What is needed: Could you give the number of lines in the entries below that contain the word "filename"? Only the number is wanted.

Data provided:
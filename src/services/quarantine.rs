//! 隔离服务 - 业务能力层
//!
//! 把不符合命名规则的文件移入隔离目录。
//! 隔离目录中已有同名文件时，新到达的文件视为重复直接删除。

use std::io;
use std::path::{Path, PathBuf};

use tokio::fs;
use tracing::{debug, info};

use crate::error::{AppError, AppResult};
use crate::infrastructure::FileProbe;
use crate::models::PendingFile;

/// 隔离结果
#[derive(Debug, Clone, PartialEq, Eq)]
pub enum QuarantineOutcome {
    /// 已移动到隔离目录
    Moved(PathBuf),
    /// 隔离目录已有同名文件，源文件已删除
    DuplicateDiscarded,
    /// 文件仍被占用，留待下一轮
    Deferred,
}

/// 隔离服务
pub struct QuarantineMover {
    holding_dir: PathBuf,
}

impl QuarantineMover {
    pub fn new(holding_dir: impl Into<PathBuf>) -> Self {
        Self {
            holding_dir: holding_dir.into(),
        }
    }

    /// 隔离一个外来文件
    pub async fn quarantine(
        &self,
        file: &PendingFile,
        probe: &FileProbe,
    ) -> AppResult<QuarantineOutcome> {
        let dest = self.holding_dir.join(&file.file_name);

        if !probe.try_acquire(file.path()).await {
            debug!("文件暂不可用，稍后再隔离: {}", file);
            return Ok(QuarantineOutcome::Deferred);
        }

        if fs::try_exists(&dest).await.unwrap_or(false) {
            fs::remove_file(file.path())
                .await
                .map_err(|e| AppError::file("删除", file.path(), e))?;
            info!("🗑️ 隔离目录已存在同名文件，丢弃: {}", file);
            return Ok(QuarantineOutcome::DuplicateDiscarded);
        }

        move_file(file.path(), &dest).await?;
        info!("🗃️ 已隔离: {} -> {}", file, dest.display());
        Ok(QuarantineOutcome::Moved(dest))
    }

    /// 把内存中的文件内容写入隔离目录（同名已存在时跳过）
    ///
    /// 用于保存渲染失败的批次页面
    pub async fn stash(&self, file_name: &str, data: &[u8]) -> AppResult<QuarantineOutcome> {
        let dest = self.holding_dir.join(file_name);
        if fs::try_exists(&dest).await.unwrap_or(false) {
            return Ok(QuarantineOutcome::DuplicateDiscarded);
        }
        fs::write(&dest, data)
            .await
            .map_err(|e| AppError::file("写入", &dest, e))?;
        Ok(QuarantineOutcome::Moved(dest))
    }
}

/// 移动文件，rename 失败（如跨文件系统）时退化为复制后删除
async fn move_file(src: &Path, dest: &Path) -> AppResult<()> {
    match fs::rename(src, dest).await {
        Ok(()) => Ok(()),
        Err(e) if e.kind() == io::ErrorKind::NotFound => Err(AppError::file("移动", src, e)),
        Err(e) => {
            debug!("rename 失败，改为复制: {} ({})", src.display(), e);
            fs::copy(src, dest)
                .await
                .map_err(|e| AppError::file("复制", src, e))?;
            fs::remove_file(src)
                .await
                .map_err(|e| AppError::file("删除", src, e))
        }
    }
}
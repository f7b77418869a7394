//! 当前批次 - 流程层
//!
//! 核心职责：决定"一份文档"由哪些页面组成
//!
//! 状态：
//! 1. `Empty`：没有页面，没有上一个序号
//! 2. `Accumulating`：至少一页，等待输出
//!
//! 页面按发现顺序追加，序号只用来发现中断，不做重排。
//! 乱序到达（如 1,3,2）会产生两次中断：3 相对 1 中断，2 相对 3 中断。

use crate::models::PageImage;

/// 批次状态
#[derive(Debug, Clone, Copy, PartialEq, Eq)]
pub enum BatchState {
    Empty,
    Accumulating,
}

/// 当前正在累积的文档
#[derive(Debug, Default)]
pub struct CurrentBatch {
    pages: Vec<PageImage>,
    last_ordinal: Option<u32>,
}

impl CurrentBatch {
    pub fn new() -> Self {
        Self::default()
    }

    pub fn state(&self) -> BatchState {
        if self.pages.is_empty() {
            BatchState::Empty
        } else {
            BatchState::Accumulating
        }
    }

    /// 是否有等待输出的页面
    pub fn is_flush_pending(&self) -> bool {
        self.state() == BatchState::Accumulating
    }

    pub fn last_ordinal(&self) -> Option<u32> {
        self.last_ordinal
    }

    pub fn len(&self) -> usize {
        self.pages.len()
    }

    pub fn is_empty(&self) -> bool {
        self.pages.is_empty()
    }

    /// 该序号是否与上一页不连续
    ///
    /// 返回 true 时调用方必须先输出当前批次，再把这一页放进新批次
    pub fn breaks_sequence(&self, ordinal: u32) -> bool {
        match self.last_ordinal {
            Some(last) if self.is_flush_pending() => last.checked_add(1) != Some(ordinal),
            _ => false,
        }
    }

    /// 追加一页
    pub fn push(&mut self, page: PageImage) {
        self.last_ordinal = Some(page.ordinal);
        self.pages.push(page);
    }

    /// 取出全部页面并重置为 `Empty`
    ///
    /// 没有等待输出的页面时返回 None
    pub fn take(&mut self) -> Option<Vec<PageImage>> {
        if !self.is_flush_pending() {
            return None;
        }
        self.last_ordinal = None;
        Some(std::mem::take(&mut self.pages))
    }
}
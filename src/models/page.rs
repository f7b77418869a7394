use std::fmt;
use std::path::{Path, PathBuf};

/// 输入目录中观察到的一个文件
///
/// 每轮扫描重新生成，不做持久化
#[derive(Debug, Clone, PartialEq, Eq)]
pub struct PendingFile {
    pub path: PathBuf,
    pub file_name: String,
}

impl PendingFile {
    /// 由路径构造，无法取得 UTF-8 文件名时返回 None
    pub fn from_path(path: impl Into<PathBuf>) -> Option<Self> {
        let path = path.into();
        let file_name = path.file_name()?.to_str()?.to_string();
        Some(Self { path, file_name })
    }

    pub fn path(&self) -> &Path {
        &self.path
    }
}

impl fmt::Display for PendingFile {
    fn fmt(&self, f: &mut fmt::Formatter<'_>) -> fmt::Result {
        write!(f, "{}", self.file_name)
    }
}

/// 已被接收的页面
///
/// 图片内容在接收时读入内存，源文件随即从输入目录移除，
/// 因此同一个文件不会被追加两次。
#[derive(Clone, PartialEq, Eq)]
pub struct PageImage {
    pub file_name: String,
    pub ordinal: u32,
    pub data: Vec<u8>,
}

impl PageImage {
    pub fn new(file_name: impl Into<String>, ordinal: u32, data: Vec<u8>) -> Self {
        Self {
            file_name: file_name.into(),
            ordinal,
            data,
        }
    }
}

// 图片字节不打印
impl fmt::Debug for PageImage {
    fn fmt(&self, f: &mut fmt::Formatter<'_>) -> fmt::Result {
        f.debug_struct("PageImage")
            .field("file_name", &self.file_name)
            .field("ordinal", &self.ordinal)
            .field("bytes", &self.data.len())
            .finish()
    }
}
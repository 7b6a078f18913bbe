use quote::{format_ident, quote};

/// Generates one `#[test]` per `.lox` file under `bin/tests/lox`. Each test
/// hands the file's contents to `lox_expect`, which must be in scope.
#[proc_macro]
pub fn generate_tests(_: proc_macro::TokenStream) -> proc_macro::TokenStream {
    let root_dir = format!("{}/../lox", env!("CARGO_MANIFEST_DIR"));
    let mut files = walkdir::WalkDir::new(&root_dir)
        .into_iter()
        .flatten()
        .filter(|entry| entry.path().extension() == Some("lox".as_ref()))
        .collect::<Vec<_>>();
    files.sort_by(|a, b| a.path().cmp(b.path()));

    let tests = files.iter().filter_map(|entry| {
        let test_file_path = entry.path().to_string_lossy();
        let relative_test_path = entry.path().strip_prefix(&root_dir).ok()?.to_string_lossy();
        let test_ident = format_ident!(
            "test_{}",
            relative_test_path.replace(['/', '-'], "_").replace(".lox", "")
        );
        Some(quote! {
            #[test]
            fn #test_ident() {
                lox_expect(&std::fs::read_to_string(#test_file_path).unwrap());
            }
        })
    });

    quote! {
        #[ctor::ctor]
        fn init() {
            let _ = env_logger::builder().is_test(true).try_init();
        }

        #(#tests)*
    }
    .into()
}
use crate::{Cursor, Line};

/// The span between two cursors into the same source.
#[derive(Debug, Clone, PartialEq)]
pub struct SourceRange<'a> {
    start: Cursor<'a>,
    end: Cursor<'a>,
}

impl<'a> SourceRange<'a> {
    pub fn new(start: Cursor<'a>, end: Cursor<'a>) -> Self {
        assert!(start.source == end.source);
        assert!(start.offset() <= end.offset());
        Self { start, end }
    }

    pub fn lexeme(&self) -> &'a str {
        self.start.slice_until(&self.end)
    }

    /// Line on which the range begins.
    pub fn line(&self) -> Line {
        self.start.line()
    }
}
//! Diagnostics shared by the static phases (scanning and parsing).

use std::{fmt::Display, ops::Deref};

use cursor::Line;
use itertools::Itertools;

/// Where on its line a static error was detected.
#[derive(Clone, Debug, PartialEq)]
pub enum At {
    /// Lexical errors don't point at a token.
    Nowhere,
    End,
    Lexeme(String),
}

impl Display for At {
    fn fmt(&self, f: &mut std::fmt::Formatter<'_>) -> std::fmt::Result {
        match self {
            At::Nowhere => Ok(()),
            At::End => write!(f, " at end"),
            At::Lexeme(lexeme) => write!(f, " at '{lexeme}'"),
        }
    }
}

#[derive(thiserror::Error, Clone, Debug, PartialEq)]
#[error("[line {line}] Error{at}: {message}")]
pub struct StaticError {
    pub line: Line,
    pub at: At,
    pub message: String,
}

impl StaticError {
    pub fn new(line: Line, at: At, message: impl ToString) -> Self {
        Self { line, at, message: message.to_string() }
    }
}

/// Every lexical and syntax error of one run, in the order they were found.
#[derive(thiserror::Error, Clone, Debug, Default, PartialEq)]
pub struct StaticErrors(pub Vec<StaticError>);

impl FromIterator<StaticError> for StaticErrors {
    fn from_iter<I: IntoIterator<Item = StaticError>>(iter: I) -> Self {
        Self(iter.into_iter().collect())
    }
}

impl Deref for StaticErrors {
    type Target = Vec<StaticError>;

    fn deref(&self) -> &Self::Target {
        &self.0
    }
}

impl Display for StaticErrors {
    fn fmt(&self, f: &mut std::fmt::Formatter) -> std::fmt::Result {
        write!(f, "{}", self.0.iter().join("\n"))
    }
}

#[cfg(test)]
mod tests {
    use pretty_assertions::assert_eq;

    use super::*;

    #[test]
    fn report_format() {
        assert_eq!(
            StaticError::new(Line(3), At::Nowhere, "Unexpected character.").to_string(),
            "[line 3] Error: Unexpected character."
        );
        assert_eq!(
            StaticError::new(Line(1), At::End, "Expect expression.").to_string(),
            "[line 1] Error at end: Expect expression."
        );
        assert_eq!(
            StaticError::new(Line(2), At::Lexeme("=".into()), "Invalid assignment target.")
                .to_string(),
            "[line 2] Error at '=': Invalid assignment target."
        );
    }

    #[test]
    fn errors_are_listed_one_per_line() {
        let errors: StaticErrors = [
            StaticError::new(Line(1), At::Nowhere, "Unexpected character."),
            StaticError::new(Line(4), At::Lexeme("print".into()), "Expect expression."),
        ]
        .into_iter()
        .collect();

        assert_eq!(errors.len(), 2);
        assert_eq!(
            errors.to_string(),
            "[line 1] Error: Unexpected character.\n[line 4] Error at 'print': Expect expression."
        );
    }
}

Exercise result: 2